Okay, getting all fetishistic about the colour blue might seem like a strange thing to be doing, given all the other options I have available to me, but I have become quite taken with the colour and its many uses and applications in Greece and on the island. Originally, I was only going to use one shade or hue of blue, but were just too many options and alternatives to that, so I have taken photographs of a wide range of objects and scenery. Even garden water pipes!

Image: Gardeners Blues

In the English language, blue may refer to the feeling of sadness [as in], "He was feeling blue". This is because blue was related to rain, or storms, and in Greek mythology, the god Zeus would make rain when he was sad (crying), and a storm when he was angry. Kyanos was a name used in Ancient Greek to refer to dark blue tile (in English it means blue-green or cyan). The phrase "feeling blue" is linked also to a custom among many old deepwater sailing ships. If the ship lost the captain or any of the officers during its voyage, she would fly blue flags and have a blue band painted along her entire hull when returning to home port. [Source: Wikepedia… ]


Ancient Greek apparently lacked a word for blue and Homer called the colour of the sea "wine dark", except that – as noted above – the word kyanos (cyan) was used for dark blue enamel. Blue is commonly used in the Western hemisphere to symbolize the male gender in contrast to pink which is used for females. And I’m sure most, if not all readers will be aware of the musical genre commonly referred to as the blues.

Image: Parking Blues

...

Back in 2009, Britain's Daily Telegraph in an article titled, Blue light 'makes you happy', reported on a study which showed that: "Despite the colour's gloomy connotations, exposure to blue light can increase confidence and boost happiness levels..."

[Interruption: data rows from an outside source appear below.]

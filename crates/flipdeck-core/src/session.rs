// Copyright 2025 Fernando Borretti
//
// Licensed under the Apache License, Version 2.0 (the "License");
// you may not use this file except in compliance with the License.
// You may obtain a copy of the License at
//
//     http://www.apache.org/licenses/LICENSE-2.0
//
// Unless required by applicable law or agreed to in writing, software
// distributed under the License is distributed on an "AS IS" BASIS,
// WITHOUT WARRANTIES OR CONDITIONS OF ANY KIND, either express or implied.
// See the License for the specific language governing permissions and
// limitations under the License.

use crate::error::Fallible;
use crate::error::fail;
use crate::rng::TinyRng;
use crate::rng::shuffle;
use crate::types::flashcard::Flashcard;
use crate::types::flashcard::Status;

/// Which side of the current card is showing.
#[derive(Clone, Copy, Debug, PartialEq, Eq)]
pub enum Face {
    Question,
    Answer,
}

impl Face {
    fn flipped(self) -> Self {
        match self {
            Face::Question => Face::Answer,
            Face::Answer => Face::Question,
        }
    }
}

/// Outcome of the last answer check on the current card.
#[derive(Clone, Copy, Debug, PartialEq, Eq)]
pub enum Verdict {
    Correct,
    Incorrect,
}

/// Counts of cards by status.
#[derive(Clone, Copy, Debug, Default, PartialEq, Eq)]
pub struct Tally {
    pub known: usize,
    pub unknown: usize,
    pub unseen: usize,
}

/// Everything a front end needs to draw the session.
#[derive(Clone, Debug, PartialEq)]
pub struct CardView {
    /// 1-based position of the current card.
    pub position: usize,
    pub total: usize,
    pub question: String,
    pub answer: String,
    pub face: Face,
    pub quiz_mode: bool,
    pub verdict: Option<Verdict>,
    pub tally: Tally,
}

impl CardView {
    /// The text on the face that is currently showing.
    pub fn visible_text(&self) -> &str {
        match self.face {
            Face::Question => &self.question,
            Face::Answer => &self.answer,
        }
    }
}

/// A drill over one deck: the cards, a cursor into them, and the display
/// state of the current card.
///
/// The deck is never empty, so the cursor always points at a card and every
/// operation after construction is total.
pub struct DeckSession {
    cards: Vec<Flashcard>,
    cursor: usize,
    face: Face,
    quiz_mode: bool,
    verdict: Option<Verdict>,
    rng: TinyRng,
}

impl DeckSession {
    /// Start a session on the first card. `seed` drives [`DeckSession::shuffle`].
    pub fn new(cards: Vec<Flashcard>, seed: u64) -> Fallible<Self> {
        if cards.is_empty() {
            return fail("deck has no cards.");
        }
        Ok(Self {
            cards,
            cursor: 0,
            face: Face::Question,
            quiz_mode: false,
            verdict: None,
            rng: TinyRng::from_seed(seed),
        })
    }

    pub fn cards(&self) -> &[Flashcard] {
        &self.cards
    }

    pub fn cursor(&self) -> usize {
        self.cursor
    }

    pub fn face(&self) -> Face {
        self.face
    }

    pub fn quiz_mode(&self) -> bool {
        self.quiz_mode
    }

    pub fn verdict(&self) -> Option<Verdict> {
        self.verdict
    }

    pub fn current(&self) -> &Flashcard {
        &self.cards[self.cursor]
    }

    /// Turn the current card question side up and return its text.
    pub fn show_current(&mut self) -> (&str, &str) {
        self.face = Face::Question;
        self.verdict = None;
        let card = &self.cards[self.cursor];
        (card.question(), card.answer())
    }

    pub fn flip(&mut self) {
        self.face = self.face.flipped();
        self.verdict = None;
    }

    pub fn check_answer(&mut self, user_text: &str) -> bool {
        let correct = self.current().matches(user_text);
        self.verdict = Some(if correct {
            Verdict::Correct
        } else {
            Verdict::Incorrect
        });
        correct
    }

    pub fn next(&mut self) {
        if self.cursor < self.cards.len() - 1 {
            self.cursor += 1;
        } else {
            self.cursor = 0;
        }
        self.show_current();
    }

    pub fn previous(&mut self) {
        if self.cursor > 0 {
            self.cursor -= 1;
        } else {
            self.cursor = self.cards.len() - 1;
        }
        self.show_current();
    }

    pub fn shuffle(&mut self) {
        shuffle(&mut self.cards, &mut self.rng);
        self.cursor = 0;
        self.show_current();
    }

    pub fn mark_known(&mut self) {
        self.cards[self.cursor].mark_known();
        self.next();
    }

    pub fn mark_unknown(&mut self) {
        self.cards[self.cursor].mark_unknown();
        self.next();
    }

    pub fn toggle_quiz_mode(&mut self) {
        self.quiz_mode = !self.quiz_mode;
    }

    pub fn tally(&self) -> Tally {
        let mut tally = Tally::default();
        for card in &self.cards {
            match card.status() {
                Status::Known => tally.known += 1,
                Status::Unknown => tally.unknown += 1,
                Status::Unseen => tally.unseen += 1,
            }
        }
        tally
    }

    pub fn view(&self) -> CardView {
        let card = self.current();
        CardView {
            position: self.cursor + 1,
            total: self.cards.len(),
            question: card.question().to_string(),
            answer: card.answer().to_string(),
            face: self.face,
            quiz_mode: self.quiz_mode,
            verdict: self.verdict,
            tally: self.tally(),
        }
    }
}

#[cfg(test)]
mod tests {
    use super::*;

    fn make_deck(n: usize) -> Vec<Flashcard> {
        (0..n)
            .map(|i| Flashcard::new(format!("Q{i}"), format!("A{i}")))
            .collect()
    }

    fn make_session(n: usize) -> DeckSession {
        DeckSession::new(make_deck(n), 1234).unwrap()
    }

    fn sorted_pairs(session: &DeckSession) -> Vec<(String, String, Status)> {
        let mut pairs: Vec<_> = session
            .cards()
            .iter()
            .map(|c| (c.question().to_string(), c.answer().to_string(), c.status()))
            .collect();
        pairs.sort_by(|a, b| a.0.cmp(&b.0));
        pairs
    }

    #[test]
    fn test_empty_deck_is_rejected() {
        let result = DeckSession::new(Vec::new(), 0);
        assert_eq!(
            result.err().unwrap().to_string(),
            "error: deck has no cards."
        );
    }

    #[test]
    fn test_initial_state() {
        let session = make_session(3);
        assert_eq!(session.cursor(), 0);
        assert_eq!(session.face(), Face::Question);
        assert!(!session.quiz_mode());
        assert_eq!(session.verdict(), None);
        assert_eq!(session.cards().len(), 3);
    }

    #[test]
    fn test_show_current_resets_face() {
        let mut session = make_session(2);
        session.flip();
        let (q, a) = session.show_current();
        assert_eq!((q, a), ("Q0", "A0"));
        assert_eq!(session.face(), Face::Question);
    }

    #[test]
    fn test_flip_is_an_involution() {
        let mut session = make_session(2);
        session.flip();
        assert_eq!(session.face(), Face::Answer);
        assert_eq!(session.cursor(), 0);
        session.flip();
        assert_eq!(session.face(), Face::Question);
        assert_eq!(session.current().status(), Status::Unseen);
    }

    #[test]
    fn test_next_wraps() {
        let mut session = make_session(3);
        session.next();
        session.next();
        assert_eq!(session.cursor(), 2);
        session.next();
        assert_eq!(session.cursor(), 0);
    }

    #[test]
    fn test_previous_wraps() {
        let mut session = make_session(3);
        session.previous();
        assert_eq!(session.cursor(), 2);
        session.previous();
        assert_eq!(session.cursor(), 1);
    }

    #[test]
    fn test_navigation_resets_face() {
        let mut session = make_session(3);
        session.flip();
        session.next();
        assert_eq!(session.face(), Face::Question);
        session.flip();
        session.previous();
        assert_eq!(session.face(), Face::Question);
    }

    #[test]
    fn test_next_previous_symmetry() {
        for n in 1..5 {
            let mut session = make_session(n);
            for start in 0..n {
                while session.cursor() != start {
                    session.next();
                }
                session.next();
                session.previous();
                assert_eq!(session.cursor(), start);
                session.previous();
                session.next();
                assert_eq!(session.cursor(), start);
            }
        }
    }

    #[test]
    fn test_single_card_deck() {
        let mut session = make_session(1);
        session.next();
        assert_eq!(session.cursor(), 0);
        session.previous();
        assert_eq!(session.cursor(), 0);
        session.mark_known();
        assert_eq!(session.cursor(), 0);
        assert_eq!(session.current().status(), Status::Known);
    }

    #[test]
    fn test_cursor_stays_in_bounds() {
        let mut session = make_session(4);
        let mut rng = TinyRng::from_seed(5);
        for _ in 0..500 {
            match rng.generate(3) {
                0 => session.next(),
                1 => session.previous(),
                _ => session.shuffle(),
            }
            assert!(session.cursor() < session.cards().len());
        }
    }

    #[test]
    fn test_check_answer() {
        let mut session =
            DeckSession::new(vec![Flashcard::new("France capital?", "Paris")], 0).unwrap();
        assert!(session.check_answer("paris"));
        assert!(session.check_answer(" PARIS "));
        assert!(session.check_answer("Paris"));
        assert_eq!(session.verdict(), Some(Verdict::Correct));
        assert!(!session.check_answer("paris."));
        assert_eq!(session.verdict(), Some(Verdict::Incorrect));
        assert_eq!(session.cursor(), 0);
        assert_eq!(session.face(), Face::Question);
    }

    #[test]
    fn test_verdict_is_cleared() {
        let mut session = make_session(2);
        session.check_answer("A0");
        session.flip();
        assert_eq!(session.verdict(), None);
        session.check_answer("A0");
        session.next();
        assert_eq!(session.verdict(), None);
    }

    #[test]
    fn test_shuffle_preserves_cards() {
        let mut session = make_session(10);
        session.next();
        session.mark_known();
        session.mark_unknown();
        let before = sorted_pairs(&session);
        session.flip();
        session.shuffle();
        assert_eq!(sorted_pairs(&session), before);
        assert_eq!(session.cursor(), 0);
        assert_eq!(session.face(), Face::Question);
    }

    #[test]
    fn test_mark_known_advances() {
        let mut session = make_session(3);
        session.mark_known();
        assert_eq!(session.cards()[0].status(), Status::Known);
        assert_eq!(session.cursor(), 1);
        session.next();
        session.mark_known();
        assert_eq!(session.cards()[2].status(), Status::Known);
        assert_eq!(session.cursor(), 0);
    }

    #[test]
    fn test_mark_unknown_advances() {
        let mut session = make_session(2);
        session.mark_unknown();
        assert_eq!(session.cards()[0].status(), Status::Unknown);
        assert_eq!(session.cursor(), 1);
    }

    #[test]
    fn test_toggle_quiz_mode() {
        let mut session = make_session(2);
        session.next();
        session.flip();
        session.toggle_quiz_mode();
        assert!(session.quiz_mode());
        assert_eq!(session.cursor(), 1);
        assert_eq!(session.face(), Face::Answer);
        session.toggle_quiz_mode();
        assert!(!session.quiz_mode());
    }

    #[test]
    fn test_tally_and_view() {
        let mut session = make_session(3);
        session.mark_known();
        session.mark_unknown();
        let view = session.view();
        assert_eq!(view.position, 3);
        assert_eq!(view.total, 3);
        assert_eq!(
            view.tally,
            Tally {
                known: 1,
                unknown: 1,
                unseen: 1
            }
        );
        assert_eq!(view.visible_text(), "Q2");
        session.flip();
        assert_eq!(session.view().visible_text(), "A2");
    }

    #[test]
    fn test_walkthrough() {
        let mut session = DeckSession::new(
            vec![
                Flashcard::new("France capital?", "Paris"),
                Flashcard::new("2+2?", "4"),
            ],
            0,
        )
        .unwrap();
        assert_eq!(session.cursor(), 0);
        assert_eq!(session.face(), Face::Question);
        assert!(session.check_answer("PARIS"));
        session.next();
        assert_eq!(session.cursor(), 1);
        assert!(session.check_answer("4"));
        session.next();
        assert_eq!(session.cursor(), 0);
        session.mark_unknown();
        assert_eq!(session.cards()[0].status(), Status::Unknown);
        assert_eq!(session.cursor(), 1);
    }
}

The article goes on to say, "Researchers exposed a group of volunteers to a range of colours and lights. They found that blue and green made male subjects feel happier, while blue, purple and orange did the same for women." Also, "Blue and red improved confidence levels among men, while blue and purple were best in this respect for women…"


Interestingly, once I started on the project, I was amazed at just how widely used the colour was. Even garbage bags come in the colour.

Image: Yamaha Blues

Alternative therapies have their own take on the colour blue. In metaphysics blue is the color of truth, serenity and harmony, and helps to soothe the mind. According to the Crystal Links website: "It is good for cooling, calming, reconstructing and protecting." It is also good for "...raising frequency," whatever that means.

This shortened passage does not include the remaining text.